The Project After was a play I wrote as part of a series of short plays now collectively known as The Fantasy Terrorist Variations which has been quietly growing over the past decade or so. The Project After is the latest performed addition (technically Variation 3) and was premiered at the Barons Court Theatre last November. It is a tricksy little play, designed to provoke thought and unease among'st those watching (or very soon, listening). The run at Barons Court was well received but shorter than planned and seen by few people, so it's still in the category of 'unfinished business' and ripe for revival.
Frequency Theatre is an online audio play producer, based in Colchester. I've done a few recordings with them over the last year and passed on the script, which they liked very much. So, I got cheeky and asked if I could be in the play as well. They said yes.
The studio is based in an arts project called Slack Space, utilising the slack space (hence the name) in an unused retail outlet - I believe the old co-op store. So, off I toddled and met up with Bethany Sharp-McLeod the director and Tom Edwards my fellow actor. I was determined to not talk too much, not to impose myself and make it difficult for the director to do her job. I think I got the balance reasonably right, I wasn't not going to talk about my play and the ideas within it, but then again I could be deluding myself and Beth wanted me to die for not shutting up. I did have a coffee before hand (which I really shouldn't have), so I might have been a bit high.
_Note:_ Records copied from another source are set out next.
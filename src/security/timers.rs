// Copyright (c) 2024-2025 Jesse Morgan / Morgan Forge
// SPDX-License-Identifier: AGPL-3.0-or-later

//! Cancellable deadlines owned by the session guard.
//!
//! Each [`TimerKind`] has at most one armed deadline; re-arming replaces it.
//! Nothing fires on its own: the owner calls [`Timers::take_due`] with the
//! current time, either lazily or from an event loop sleeping until
//! [`Timers::next_deadline`].

use chrono::{DateTime, Utc};
use std::collections::BTreeMap;
use std::fmt;

#[derive(Debug, Clone, Copy, PartialEq, Eq, PartialOrd, Ord, Hash)]
pub enum TimerKind {
    /// Absolute session lifetime.
    Expiry,
    /// Inactivity limit; re-armed on activity.
    Idle,
    /// Heads-up ahead of `Expiry`.
    ExpiryWarning,
}

impl fmt::Display for TimerKind {
    fn fmt(&self, f: &mut fmt::Formatter<'_>) -> fmt::Result {
        match self {
            TimerKind::Expiry => write!(f, "EXPIRY"),
            TimerKind::Idle => write!(f, "IDLE"),
            TimerKind::ExpiryWarning => write!(f, "EXPIRY_WARNING"),
        }
    }
}

#[derive(Debug, Default, Clone)]
pub struct Timers {
    deadlines: BTreeMap<TimerKind, DateTime<Utc>>,
}

impl Timers {
    pub fn new() -> Self {
        Self::default()
    }

    /// Arm `kind` for `at`, replacing any earlier deadline of that kind.
    pub fn arm(&mut self, kind: TimerKind, at: DateTime<Utc>) {
        tracing::debug!("TIMER_ARMED | kind={} at={}", kind, at.to_rfc3339());
        self.deadlines.insert(kind, at);
    }

    pub fn cancel(&mut self, kind: TimerKind) {
        if self.deadlines.remove(&kind).is_some() {
            tracing::debug!("TIMER_CANCELLED | kind={}", kind);
        }
    }

    pub fn cancel_all(&mut self) {
        self.deadlines.clear();
    }

    pub fn deadline(&self, kind: TimerKind) -> Option<DateTime<Utc>> {
        self.deadlines.get(&kind).copied()
    }

    pub fn is_armed(&self, kind: TimerKind) -> bool {
        self.deadlines.contains_key(&kind)
    }

    pub fn is_empty(&self) -> bool {
        self.deadlines.is_empty()
    }

    /// Earliest armed deadline.
    pub fn next_deadline(&self) -> Option<DateTime<Utc>> {
        self.deadlines.values().min().copied()
    }

    /// Disarm and return every timer whose deadline is `<= now`, earliest first.
    pub fn take_due(&mut self, now: DateTime<Utc>) -> Vec<(TimerKind, DateTime<Utc>)> {
        let mut due: Vec<(TimerKind, DateTime<Utc>)> = self
            .deadlines
            .iter()
            .filter(|(_, at)| **at <= now)
            .map(|(kind, at)| (*kind, *at))
            .collect();
        for (kind, _) in &due {
            self.deadlines.remove(kind);
        }
        due.sort_by_key(|(kind, at)| (*at, *kind));
        due
    }
}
Anyway, we chatted about the play, read it twice and chatted some more. We were all pretty much on the same wavelength, no one was missing the point of the play, I was very happy.
Then we stood up in front of mics and actually did it. And fuck me, to quote myself, it was exhausting. It's twenty plus minutes of two people having a bit of a go at each other and my legs were shaking after just a few minutes into the first take - which was a straight run through. When I directed it for London I don't recall the cast complaining about exhaustion - maybe I wasn't listening? But then again, if by the end you aren't drained, have you really given it your best? Discuss.
The problem for me was trying to get the old show out of my head - both in the sense I didn't want to play my character Mark as Keith Hill did (you're not getting royalties if I did) and in the sense that the pauses and flow of the dialogue was different because different actors find different rhythms. It helped that Beth gave me many slightly different directions for certain lines; I couldn't do it the way Keith did it before, I had been told to do it differently. Which was useful.
We (well I) crawled out after the recording well after 10 o'clock and made my way home. I stopped briefly in a pub for a swift one and sat in a comfy armchair and tried to switch off. Shouldn't have had the coffee. Shouldn't really have had the beer. But I'm glad I did. In the background Elvis was playing. A gentle refrain, to which I quietly hummed along. And then it hit me that it was a perfect song to go in a play I'm planning to do next year. Out came the notebook.
So, regardless of how the recording comes out (and it comes out on Friday, free online) I'm delighted to have done it - because if I hadn't come to Colchester and done the play and felt so knackered I needed a sit down, I wouldn't have been reminded of the music that changed the whole direction of a play that hopefully you'll get to see next year... something something something the House that Jack Built.